両社による注意喚起の文書によると、両剤の販売名類似による処方誤りのヒヤリ・ハット事例の報告は年1件程度だったが、18年以降は22件(19年8月5日時点)に急増しているという。
具体的なヒヤリ・ハット事例としては、例えば、▽風邪薬の処方の中にアスペノンの処方があり、処方ミスの疑いを持ち疑義照会したところ、処方せん発行元の入力ミスであることが判明。正しい薬(アスベリン)に変更となった▽患者に新しくアスベリン錠10mgが出ており、患者から話を聞いてみると特に咳は出ておらず、不整脈であることを確認。疑義照会したところ、アスベリン錠10mgではなくアスペノンカプセル10mgであることが発覚した――というものだった。

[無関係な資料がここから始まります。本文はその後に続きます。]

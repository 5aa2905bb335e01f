//! Agent data sheets and behavior tuning
//!
//! [`AgentConfig`] is the per-type data sheet designers author; it is
//! immutable at runtime and shared between agents through an `Arc`.
//! [`BehaviorTuning`] holds the timing and distance constants of the state
//! machine itself.

use crate::error::{AiError, Result};
use serde::{Deserialize, Serialize};

/// A sound clip identifier understood by the presentation layer
#[derive(Debug, Clone, PartialEq, Eq, Hash, Serialize, Deserialize)]
#[serde(transparent)]
pub struct SoundClip(pub String);

impl SoundClip {
    pub fn new(name: impl Into<String>) -> Self {
        Self(name.into())
    }

    pub fn as_str(&self) -> &str {
        &self.0
    }
}

/// An effect prefab identifier understood by the presentation layer
#[derive(Debug, Clone, PartialEq, Eq, Hash, Serialize, Deserialize)]
#[serde(transparent)]
pub struct EffectPrefab(pub String);

impl EffectPrefab {
    pub fn new(name: impl Into<String>) -> Self {
        Self(name.into())
    }

    pub fn as_str(&self) -> &str {
        &self.0
    }
}

/// Animation trigger names. `None` skips the trigger.
#[derive(Debug, Clone, PartialEq, Serialize, Deserialize)]
#[serde(default)]
pub struct AnimationTriggers {
    pub idle: Option<String>,
    pub walk: Option<String>,
    pub run: Option<String>,
    pub attack: Option<String>,
    pub hurt: Option<String>,
    pub death: Option<String>,
}

impl Default for AnimationTriggers {
    fn default() -> Self {
        Self {
            idle: None,
            walk: None,
            run: None,
            attack: Some("Attack".to_string()),
            hurt: Some("Hurt".to_string()),
            death: Some("Death".to_string()),
        }
    }
}

/// Agent type data sheet
#[derive(Debug, Clone, PartialEq, Serialize, Deserialize)]
#[serde(default)]
pub struct AgentConfig {
    /// Display name
    pub name: String,
    pub description: String,
    /// Spawnable representation; the spawner skips configs without one
    pub prefab: Option<String>,

    /// Starting and maximum health
    pub max_health: f32,
    /// Patrol speed
    pub move_speed: f32,
    /// Chase speed
    pub chase_speed: f32,
    /// Distance at which the agent attacks
    pub attack_range: f32,
    /// Damage per attack
    pub attack_damage: f32,
    /// Minimum seconds between attacks
    pub attack_cooldown: f32,
    /// Carried for designers, not read by the state machine
    pub stun_resistance: f32,

    /// Distance at which the agent notices its target
    pub detection_radius: f32,
    pub can_patrol: bool,
    /// Carried for designers, not read by the state machine
    pub can_use_ranged_attacks: bool,

    pub animations: AnimationTriggers,
    /// One is picked at random per attack
    pub attack_sounds: Vec<SoundClip>,
    /// One is picked at random per hit
    pub hurt_sounds: Vec<SoundClip>,
    pub death_sound: Option<SoundClip>,
    /// Spawned on the target when an attack lands, and on the agent when hit
    pub hit_effect: Option<EffectPrefab>,
    pub death_effect: Option<EffectPrefab>,
}

impl Default for AgentConfig {
    fn default() -> Self {
        Self {
            name: "Enemy".to_string(),
            description: String::new(),
            prefab: None,
            max_health: 100.0,
            move_speed: 5.0,
            chase_speed: 5.0,
            attack_range: 2.0,
            attack_damage: 10.0,
            attack_cooldown: 1.5,
            stun_resistance: 0.0,
            detection_radius: 10.0,
            can_patrol: true,
            can_use_ranged_attacks: false,
            animations: AnimationTriggers::default(),
            attack_sounds: Vec::new(),
            hurt_sounds: Vec::new(),
            death_sound: None,
            hit_effect: None,
            death_effect: None,
        }
    }
}

impl AgentConfig {
    /// Create a config with default stats
    pub fn new(name: impl Into<String>) -> Self {
        Self {
            name: name.into(),
            ..Default::default()
        }
    }

    /// Set the prefab
    pub fn with_prefab(mut self, prefab: impl Into<String>) -> Self {
        self.prefab = Some(prefab.into());
        self
    }

    /// Set max health
    pub fn with_max_health(mut self, max_health: f32) -> Self {
        self.max_health = max_health;
        self
    }

    /// Set patrol and chase speeds
    pub fn with_speeds(mut self, move_speed: f32, chase_speed: f32) -> Self {
        self.move_speed = move_speed;
        self.chase_speed = chase_speed;
        self
    }

    /// Set attack range, damage and cooldown
    pub fn with_attack(mut self, range: f32, damage: f32, cooldown: f32) -> Self {
        self.attack_range = range;
        self.attack_damage = damage;
        self.attack_cooldown = cooldown;
        self
    }

    /// Set detection radius
    pub fn with_detection_radius(mut self, radius: f32) -> Self {
        self.detection_radius = radius;
        self
    }

    /// Enable or disable patrolling
    pub fn with_patrol(mut self, can_patrol: bool) -> Self {
        self.can_patrol = can_patrol;
        self
    }

    /// Set hurt sound alternatives
    pub fn with_hurt_sounds(mut self, clips: impl IntoIterator<Item = SoundClip>) -> Self {
        self.hurt_sounds = clips.into_iter().collect();
        self
    }

    /// Set attack sound alternatives
    pub fn with_attack_sounds(mut self, clips: impl IntoIterator<Item = SoundClip>) -> Self {
        self.attack_sounds = clips.into_iter().collect();
        self
    }

    /// Set hit and death effects
    pub fn with_effects(mut self, hit: Option<EffectPrefab>, death: Option<EffectPrefab>) -> Self {
        self.hit_effect = hit;
        self.death_effect = death;
        self
    }

    /// Navigation stopping distance for this agent type
    pub fn stopping_distance(&self, tuning: &BehaviorTuning) -> f32 {
        self.attack_range * tuning.stopping_distance_factor
    }

    /// Check that the sheet can drive an agent
    pub fn validate(&self) -> Result<()> {
        if !(self.max_health.is_finite() && self.max_health > 0.0) {
            return Err(self.invalid(format!("max_health must be positive, got {}", self.max_health)));
        }

        let non_negative = [
            ("move_speed", self.move_speed),
            ("chase_speed", self.chase_speed),
            ("attack_range", self.attack_range),
            ("attack_damage", self.attack_damage),
            ("attack_cooldown", self.attack_cooldown),
            ("detection_radius", self.detection_radius),
        ];
        for (field, value) in non_negative {
            if !(value.is_finite() && value >= 0.0) {
                return Err(self.invalid(format!("{field} must be finite and non-negative, got {value}")));
            }
        }

        if self.attack_range > self.detection_radius {
            log::warn!(
                "Agent config '{}': attack range {} exceeds detection radius {}",
                self.name,
                self.attack_range,
                self.detection_radius
            );
        }

        Ok(())
    }

    fn invalid(&self, reason: String) -> AiError {
        AiError::InvalidConfig {
            name: self.name.clone(),
            reason,
        }
    }
}

/// Timing and distance constants of the agent state machine
#[derive(Debug, Clone, PartialEq, Serialize, Deserialize)]
#[serde(default)]
pub struct BehaviorTuning {
    /// Idle duration range in seconds
    pub idle_duration_min: f32,
    pub idle_duration_max: f32,

    /// Patrol destinations are sampled within this radius
    pub patrol_radius: f32,
    pub patrol_samples: u32,

    /// How far off the mesh an agent may be when it starts chasing
    pub chase_probe_radius: f32,
    /// Search radius for putting an off-mesh agent back on the mesh
    pub chase_recovery_radius: f32,

    /// Ticks between displacement samples while chasing
    pub stuck_sample_interval: u32,
    /// Displacement below which a sample counts as stuck
    pub stuck_epsilon: f32,
    /// Stuck seconds before recovering
    pub stuck_threshold: f32,
    /// Distance toward the target of the recovery point
    pub stuck_recovery_step: f32,
    pub stuck_search_radius: f32,

    pub attack_windup: f32,
    pub attack_recovery: f32,
    /// Attack still lands within `attack_range * attack_reach_factor`
    pub attack_reach_factor: f32,

    pub hurt_stun: f32,
    /// Hurt hold when the hit alerts an unengaged agent
    pub alert_delay: f32,
    /// Hurt hold when the agent was already chasing or attacking
    pub engaged_resume_delay: f32,
    /// Seconds a corpse stays before removal
    pub death_removal_delay: f32,

    /// Knockback speed away from the hit point
    pub knockback_speed: f32,
    /// Multiplied by `attack_range`
    pub stopping_distance_factor: f32,

    pub attack_hit_effect_duration: f32,
    pub damage_hit_effect_duration: f32,
    pub death_effect_duration: f32,
    /// Height above the target or agent for attack and death effects
    pub effect_height: f32,
    /// Height above the agent for hit effects without a hit point
    pub hit_point_height: f32,
}

impl Default for BehaviorTuning {
    fn default() -> Self {
        Self {
            idle_duration_min: 2.0,
            idle_duration_max: 5.0,
            patrol_radius: 10.0,
            patrol_samples: 30,
            chase_probe_radius: 0.5,
            chase_recovery_radius: 5.0,
            stuck_sample_interval: 30,
            stuck_epsilon: 0.05,
            stuck_threshold: 2.0,
            stuck_recovery_step: 2.0,
            stuck_search_radius: 5.0,
            attack_windup: 0.3,
            attack_recovery: 0.7,
            attack_reach_factor: 1.2,
            hurt_stun: 0.5,
            alert_delay: 0.6,
            engaged_resume_delay: 0.5,
            death_removal_delay: 3.0,
            knockback_speed: 2.0,
            stopping_distance_factor: 0.5,
            attack_hit_effect_duration: 1.0,
            damage_hit_effect_duration: 0.5,
            death_effect_duration: 0.5,
            effect_height: 1.0,
            hit_point_height: 1.5,
        }
    }
}

impl BehaviorTuning {
    /// Hurt hold time for a hit that alerts an unengaged agent
    pub fn alert_hold(&self) -> f32 {
        self.hurt_stun.max(self.alert_delay)
    }

    /// Hurt hold time for a hit taken while chasing or attacking
    pub fn engaged_hold(&self) -> f32 {
        self.hurt_stun.max(self.engaged_resume_delay)
    }

    /// Check that every duration and distance is finite and non-negative
    pub fn validate(&self) -> Result<()> {
        let non_negative = [
            ("idle_duration_min", self.idle_duration_min),
            ("idle_duration_max", self.idle_duration_max),
            ("patrol_radius", self.patrol_radius),
            ("chase_probe_radius", self.chase_probe_radius),
            ("chase_recovery_radius", self.chase_recovery_radius),
            ("stuck_epsilon", self.stuck_epsilon),
            ("stuck_threshold", self.stuck_threshold),
            ("stuck_recovery_step", self.stuck_recovery_step),
            ("stuck_search_radius", self.stuck_search_radius),
            ("attack_windup", self.attack_windup),
            ("attack_recovery", self.attack_recovery),
            ("attack_reach_factor", self.attack_reach_factor),
            ("hurt_stun", self.hurt_stun),
            ("alert_delay", self.alert_delay),
            ("engaged_resume_delay", self.engaged_resume_delay),
            ("death_removal_delay", self.death_removal_delay),
            ("knockback_speed", self.knockback_speed),
            ("stopping_distance_factor", self.stopping_distance_factor),
            ("attack_hit_effect_duration", self.attack_hit_effect_duration),
            ("damage_hit_effect_duration", self.damage_hit_effect_duration),
            ("death_effect_duration", self.death_effect_duration),
        ];
        for (field, value) in non_negative {
            if !(value.is_finite() && value >= 0.0) {
                return Err(Self::invalid(format!(
                    "{field} must be finite and non-negative, got {value}"
                )));
            }
        }

        for (field, value) in [
            ("effect_height", self.effect_height),
            ("hit_point_height", self.hit_point_height),
        ] {
            if !value.is_finite() {
                return Err(Self::invalid(format!("{field} must be finite, got {value}")));
            }
        }

        if self.idle_duration_min > self.idle_duration_max {
            return Err(Self::invalid(format!(
                "idle_duration_min ({}) exceeds idle_duration_max ({})",
                self.idle_duration_min, self.idle_duration_max
            )));
        }

        Ok(())
    }

    fn invalid(reason: String) -> AiError {
        AiError::InvalidConfig {
            name: "tuning".to_string(),
            reason,
        }
    }
}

両社は「処方誤りは健康被害を引き起こすリスクがある」として、アスベリンまたはアスペノンを処方・調剤する際には、いま一度、販売名と効能・効果を確認してもらいたいとしている。処方時に薬剤オーダリングシステムなどを使用している場合は、名称の前に薬効分類名を記載する、再確認を徹底するといった予防策を実施するなどし、誤処方防止につなげてもらたいとしている。